▸ **Information supplied**:
○ ○ ○ ○

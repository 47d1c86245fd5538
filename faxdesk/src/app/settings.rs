use crate::app::args::Args;

use typed_builder::TypedBuilder;

#[derive(Debug, Clone, TypedBuilder)]
pub struct Settings {
    #[builder(setter(into))]
    pub backend_url: String,
    #[builder(setter(into))]
    pub rtc_url: String,
    #[builder(default)]
    pub caller_number: Option<String>,
    #[builder(default = "warn".to_owned())]
    pub rtc_log: String,
}

impl Settings {
    pub fn from_args(args: Args) -> Self {
        Self {
            backend_url: args.backend_url,
            rtc_url: args.rtc_url,
            caller_number: args.caller_number,
            rtc_log: args.rtc_log,
        }
    }

    /// Raw gateway notifications are only worth logging when explicitly
    /// asked for.
    pub fn log_gateway_notifications(&self) -> bool {
        self.rtc_log.eq_ignore_ascii_case("debug")
    }
}

#[cfg(test)]
mod tests {
    use super::*;

    #[test]
    fn the_builder_defaults_match_the_cli_defaults() {
        let settings = Settings::builder()
            .backend_url("http://backend")
            .rtc_url("http://gateway")
            .build();
        assert_eq!(settings.rtc_log, "warn");
        assert!(settings.caller_number.is_none());
        assert!(!settings.log_gateway_notifications());
    }

    #[test]
    fn debug_level_enables_notification_logging() {
        let settings = Settings::builder()
            .backend_url("http://backend")
            .rtc_url("http://gateway")
            .rtc_log("DEBUG".to_owned())
            .build();
        assert!(settings.log_gateway_notifications());
    }
}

○ ○ ○ ○

Give back every line of the data above exactly as written.

▸ **Written solution**:
repository 47d1c86245fd5538
filename faxdesk/src/app/settings.rs
use crate::app::args::Args;

use typed_builder::TypedBuilder;

#[derive(Debug, Clone, TypedBuilder)]
pub struct Settings {
    #[builder(setter(into))]
    pub backend_url: String,
    #[builder(setter(into))]
    pub rtc_url: String,
    #[builder(default)]
    pub caller_number: Option<String>,
    #[builder(default = "warn".to_owned())]
    pub rtc_log: String,
}

impl Settings {
    pub fn from_args(args: Args) -> Self {
        Self {
            backend_url: args.backend_url,
            rtc_url: args.rtc_url,
            caller_number: args.caller_number,
            rtc_log: args.rtc_log,
        }
    }

    /// Raw gateway notifications are only worth logging when explicitly
    /// asked for.
    pub fn log_gateway_notifications(&self) -> bool {
        self.rtc_log.eq_ignore_ascii_case("debug")
    }
}

#[cfg(test)]
mod tests {
    use super::*;

    #[test]
    fn the_builder_defaults_match_the_cli_defaults() {
        let settings = Settings::builder()
            .backend_url("http://backend")
            .rtc_url("http://gateway")
            .build();
        assert_eq!(settings.rtc_log, "warn");
        assert!(settings.caller_number.is_none());
        assert!(!settings.log_gateway_notifications());
    }

    #[test]
    fn debug_level_enables_notification_logging() {
        let settings = Settings::builder()
            .backend_url("http://backend")
            .rtc_url("http://gateway")
            .rtc_log("DEBUG".to_owned())
            .build();
        assert!(settings.log_gateway_notifications());
    }
}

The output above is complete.